Un immeuble à Serhiivka a été gravement endommagé – la moitié d'une de ses façades été soufflée. Des jouets d'enfants jonchent le sol. Des hommes entassent sur le côté du bâtiment des reliques de vies passées – meubles, morceaux de plâtre, vieux vêtements. Au milieu des débris, un livre semble attendre le retour de son propriétaire. Un bonnet de Père Noël rouge vif se détache du reste. Je me demande si la personne qui l'a porté a survécu et sera là pour fêter Noël cette année.
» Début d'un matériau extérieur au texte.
use tokio::sync::{mpsc, watch};
use uuid::Uuid;

use chorus_core::audio::{AudioChunk, StreamParams};

/// Chunks buffered between the producing collaborator and the sink
/// scheduler before backpressure kicks in.
const CHUNK_QUEUE: usize = 64;

/// A source stream as seen by sinks: timestamped PCM chunks anchored
/// by `started_at` on the owner peer's clock.
#[derive(Debug, Clone, PartialEq)]
pub struct SourceInfo {
    pub id: Uuid,
    pub peer_uuid: Uuid,
    pub name: String,
    /// Instant sample zero left the source, owner peer's clock.
    pub started_at: f64,
    pub latency_ms: f64,
    pub params: StreamParams,
}

pub fn channel(info: SourceInfo) -> (SourceWriter, SourceHandle) {
    let (info_tx, info_rx) = watch::channel(info);
    let (chunk_tx, chunk_rx) = mpsc::channel(CHUNK_QUEUE);

    (
        SourceWriter { info: info_tx, chunks: chunk_tx },
        SourceHandle { info: info_rx, chunks: chunk_rx },
    )
}

/// Producing end, held by the capture/decode collaborator.
pub struct SourceWriter {
    info: watch::Sender<SourceInfo>,
    chunks: mpsc::Sender<AudioChunk>,
}

impl SourceWriter {
    /// Mutates the source description and wakes every piped sink into
    /// its resync path.
    pub fn update(&self, update: impl FnOnce(&mut SourceInfo)) {
        self.info.send_modify(update);
    }

    /// Queues one chunk without blocking; a full queue means the sink
    /// side has stalled longer than the queue covers, so the chunk is
    /// dropped and playback relies on later chunks.
    pub fn push_chunk(&self, chunk: AudioChunk) {
        match self.chunks.try_send(chunk) {
            Ok(()) => {}
            Err(mpsc::error::TrySendError::Full(chunk)) => {
                log::warn!("chunk queue full, dropping chunk {}", chunk.index);
            }
            Err(mpsc::error::TrySendError::Closed(_)) => {}
        }
    }
}

/// Consuming end, handed to exactly one pipe.
pub struct SourceHandle {
    pub(crate) info: watch::Receiver<SourceInfo>,
    pub(crate) chunks: mpsc::Receiver<AudioChunk>,
}

impl SourceHandle {
    pub fn info(&self) -> SourceInfo {
        self.info.borrow().clone()
    }

    /// A watch on the source description, for sinks that track it
    /// independently of the pipe.
    pub fn info_watch(&self) -> watch::Receiver<SourceInfo> {
        self.info.clone()
    }
}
C'est dans cet immeuble qu'habitait Valentina, que nous retrouvons dans l'espace ouvert du centre de convalescence. Cet endroit, dédié au repos et à la relaxation, accueille désormais certains des survivants de ce bâtiment bombardé.
« Je me suis réveillée à minuit avec un mauvais pressentiment », se souvient-elle.

Très expressive, Valentina évoque en gesticulant la nuit du bombardement. Elle se remémore physiquement ce traumatisme et mime le moment où les fenêtres ont volé en éclats. Elle a reçu des bris de verre sur les jambes et les bras, et a fait un malaise.

 

J'étais paralysée par la peur, je tremblais et j'étais couverte de sueur.

De retour dans sa petite chambre, elle nous montre un triptyque qui se trouvait sur un des murs de son appartement. C'est un des rares objets lui appartenant qui soit encore intact. Elle parle avec affection de sa voisine décédée avec qui elle était très proche, et évoque, en larmes, le souhait de construire un mémorial en son honneur.

Elle me dit qu'elle se sent mieux après avoir parlé avec nous. Elle veut que tout le monde sache ce qu'elle a vécu.